Amec Foster Wheeler plc was a British multinational consultancy, engineering and project management company headquartered in London, United Kingdom. In October 2017, it was acquired by Wood Group.

It was focused on the Oil, Gas & Chemicals, Mining, Power & Process and Environment & Infrastructure markets, with offices in over 55 countries worldwide. Roughly a third of its turnover came from Europe, half from North America and 12% from the rest of the world.

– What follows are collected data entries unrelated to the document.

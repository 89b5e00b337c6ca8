use std::fmt;

use crate::machine::MEMORY_SIZE;
use crate::radix::MAX_ADDR;

/// A loadable machine program: the resolved (address, word) cells in address
/// order, plus the symbol map that assembly produced alongside them.
///
/// On disk this is a `.mex` file: a big-endian `u16` stream whose first word
/// is the origin address and whose remaining words are the cells in address
/// order. The symbol map travels separately as a text `.map` file and is not
/// needed to run.
#[derive(Clone, PartialEq, Eq, Debug)]
pub struct Program {
    cells: Vec<(u16, i16)>,
    symbols: Vec<(String, u16)>,
}

/// A byte stream that does not decode as a program.
#[derive(Clone, Copy, PartialEq, Eq, Debug)]
pub enum DecodeError {
    Misaligned,
    Empty,
    TooLarge,
}

impl fmt::Display for DecodeError {
    fn fmt(&self, f: &mut fmt::Formatter<'_>) -> fmt::Result {
        f.write_str(match self {
            DecodeError::Misaligned => "file is not aligned to 16-bit words",
            DecodeError::Empty => "file contains no program words",
            DecodeError::TooLarge => "program does not fit in 4096 memory cells",
        })
    }
}

impl std::error::Error for DecodeError {}

impl Program {
    pub fn new(cells: Vec<(u16, i16)>, symbols: Vec<(String, u16)>) -> Self {
        Program { cells, symbols }
    }

    /// Address of the first cell, where execution begins.
    pub fn origin(&self) -> u16 {
        self.cells.first().map_or(0, |cell| cell.0)
    }

    pub fn cells(&self) -> &[(u16, i16)] {
        &self.cells
    }

    pub fn symbols(&self) -> &[(String, u16)] {
        &self.symbols
    }

    pub fn is_empty(&self) -> bool {
        self.cells.is_empty()
    }

    /// Serialize to the `.mex` wire format.
    pub fn encode(&self) -> Vec<u8> {
        let mut buf = Vec::with_capacity(2 * (self.cells.len() + 1));
        buf.extend(self.origin().to_be_bytes());
        for &(_, word) in &self.cells {
            buf.extend((word as u16).to_be_bytes());
        }
        buf
    }

    /// Deserialize from the `.mex` wire format. Symbols do not survive the
    /// trip; a decoded program carries an empty map.
    pub fn decode(bytes: &[u8]) -> Result<Self, DecodeError> {
        if bytes.len() % 2 != 0 {
            return Err(DecodeError::Misaligned);
        }
        let mut words = bytes
            .chunks_exact(2)
            .map(|pair| u16::from_be_bytes([pair[0], pair[1]]));
        let origin = words.next().ok_or(DecodeError::Empty)? & MAX_ADDR;
        let words: Vec<u16> = words.collect();
        if words.is_empty() {
            return Err(DecodeError::Empty);
        }
        if origin as usize + words.len() > MEMORY_SIZE {
            return Err(DecodeError::TooLarge);
        }
        let cells = words
            .into_iter()
            .enumerate()
            .map(|(i, word)| (origin + i as u16, word as i16))
            .collect();
        Ok(Program {
            cells,
            symbols: Vec::new(),
        })
    }
}

#[cfg(test)]
mod tests {
    use super::*;

    #[test]
    fn encodes_origin_first() {
        let program = Program::new(vec![(0x100, 0x1003), (0x101, 0x7000u16 as i16)], Vec::new());
        assert_eq!(
            program.encode(),
            vec![0x01, 0x00, 0x10, 0x03, 0x70, 0x00]
        );
    }

    #[test]
    fn decodes_cells_in_address_order() {
        let program = Program::decode(&[0x00, 0x10, 0x20, 0x05, 0xFF, 0xFF]).unwrap();
        assert_eq!(program.origin(), 0x010);
        assert_eq!(program.cells(), &[(0x010, 0x2005), (0x011, -1)]);
    }

    #[test]
    fn rejects_broken_streams() {
        assert_eq!(Program::decode(&[0x00]), Err(DecodeError::Misaligned));
        assert_eq!(Program::decode(&[0x00, 0x10]), Err(DecodeError::Empty));
        let too_big = vec![0u8; 2 + 2 * 4097];
        assert_eq!(Program::decode(&too_big), Err(DecodeError::TooLarge));
    }
}
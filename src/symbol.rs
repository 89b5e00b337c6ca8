use std::ops::Range;

use fxhash::FxBuildHasher;
use indexmap::IndexMap;
use miette::SourceSpan;

// Insertion order is kept so reference lists read in the order the
// assembler encountered them.
type FxMap<K, V> = IndexMap<K, V, FxBuildHasher>;

/// Location within source
#[derive(Clone, Copy, PartialEq, Eq, Debug)]
pub struct Span {
    offs: usize,
    len: usize,
}

impl Span {
    pub fn new(offs: usize, len: usize) -> Self {
        Span { offs, len }
    }

    pub fn dummy() -> Self {
        Span { offs: 0, len: 0 }
    }

    pub fn offs(&self) -> usize {
        self.offs
    }

    pub fn len(&self) -> usize {
        self.len
    }

    pub fn is_empty(&self) -> bool {
        self.len == 0
    }

    pub fn end(&self) -> usize {
        self.offs + self.len
    }
}

impl From<Span> for SourceSpan {
    fn from(value: Span) -> Self {
        SourceSpan::new(value.offs().into(), value.len())
    }
}

impl From<Span> for Range<usize> {
    fn from(value: Span) -> Self {
        value.offs()..value.end()
    }
}

/// Attempt to define a symbol that already has a defining address.
#[derive(Clone, Copy, PartialEq, Eq, Debug)]
pub struct DuplicateSymbol;

/// Reference to a symbol with no definition anywhere in the program.
#[derive(Clone, Copy, PartialEq, Eq, Debug)]
pub struct UndefinedSymbol;

/// A defined symbol: where it lives and every address that refers to it.
#[derive(Clone, PartialEq, Eq, Debug)]
pub struct SymbolEntry {
    pub addr: u16,
    pub refs: Vec<u16>,
}

/// Symbol table of label -> defining address, append-only for the duration
/// of one assembly. Names are case sensitive.
#[derive(Default)]
pub struct SymbolTable {
    entries: FxMap<String, SymbolEntry>,
    longest: usize,
}

impl SymbolTable {
    pub fn new() -> Self {
        SymbolTable {
            entries: IndexMap::with_hasher(FxBuildHasher::default()),
            longest: 0,
        }
    }

    /// Record a definition. The first definition of a name wins; a collision
    /// reports [`DuplicateSymbol`] and leaves the table untouched.
    pub fn define(&mut self, name: &str, addr: u16) -> Result<(), DuplicateSymbol> {
        if self.entries.contains_key(name) {
            return Err(DuplicateSymbol);
        }
        self.longest = self.longest.max(name.len());
        self.entries
            .insert(name.to_string(), SymbolEntry { addr, refs: Vec::new() });
        Ok(())
    }

    /// Look up a name on behalf of the instruction at `referenced_at`.
    ///
    /// A successful lookup appends the referencing address to the entry so the
    /// listing can report every use site in encounter order. A failed lookup
    /// has no side effects.
    pub fn resolve(&mut self, name: &str, referenced_at: u16) -> Result<u16, UndefinedSymbol> {
        match self.entries.get_mut(name) {
            Some(entry) => {
                entry.refs.push(referenced_at);
                Ok(entry.addr)
            }
            None => Err(UndefinedSymbol),
        }
    }

    pub fn get(&self, name: &str) -> Option<&SymbolEntry> {
        self.entries.get(name)
    }

    /// All entries in case-sensitive ordinal name order, for listing and map
    /// output.
    pub fn entries_sorted_by_name(&self) -> Vec<(&str, &SymbolEntry)> {
        let mut entries: Vec<_> = self
            .entries
            .iter()
            .map(|(name, entry)| (name.as_str(), entry))
            .collect();
        entries.sort_by(|a, b| a.0.cmp(b.0));
        entries
    }

    /// Length of the longest defined name, used to size listing columns.
    pub fn longest_name(&self) -> usize {
        self.longest
    }

    pub fn len(&self) -> usize {
        self.entries.len()
    }

    pub fn is_empty(&self) -> bool {
        self.entries.is_empty()
    }
}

Amec Foster Wheeler shares were publicly traded on the London Stock Exchange and its American Depositary Shares were traded on the New York Stock Exchange.

History
Amalgamated Mechanical Engineering and Construction (AMEC) was formed from the 1982 amalgamation of Leonard Fairclough & Son (founded 1883) and the William Press Group (founded 1913). In 1988, AMEC went on to acquire Matthew Hall Group. In 1996, AMEC took a 40% stake in Spie Batignolles from Schneider in association with a management buyout. Amec launched the AMEC SPIE brand for engineering services in Europe, a rail construction business AMEC Spie Rail was created, and the remaining construction business was retained as Spie Batignolles. The company announced that it would seek to sell the construction arm of the business Spie Batignolles, and entered negotiations to secure a management buyout of that division; the management buyout of the construction arm of Spie was completed in September 2003 with the aid of Barclays Private Equity Finance and later that year Amec took full control of the remaining parts of Spie.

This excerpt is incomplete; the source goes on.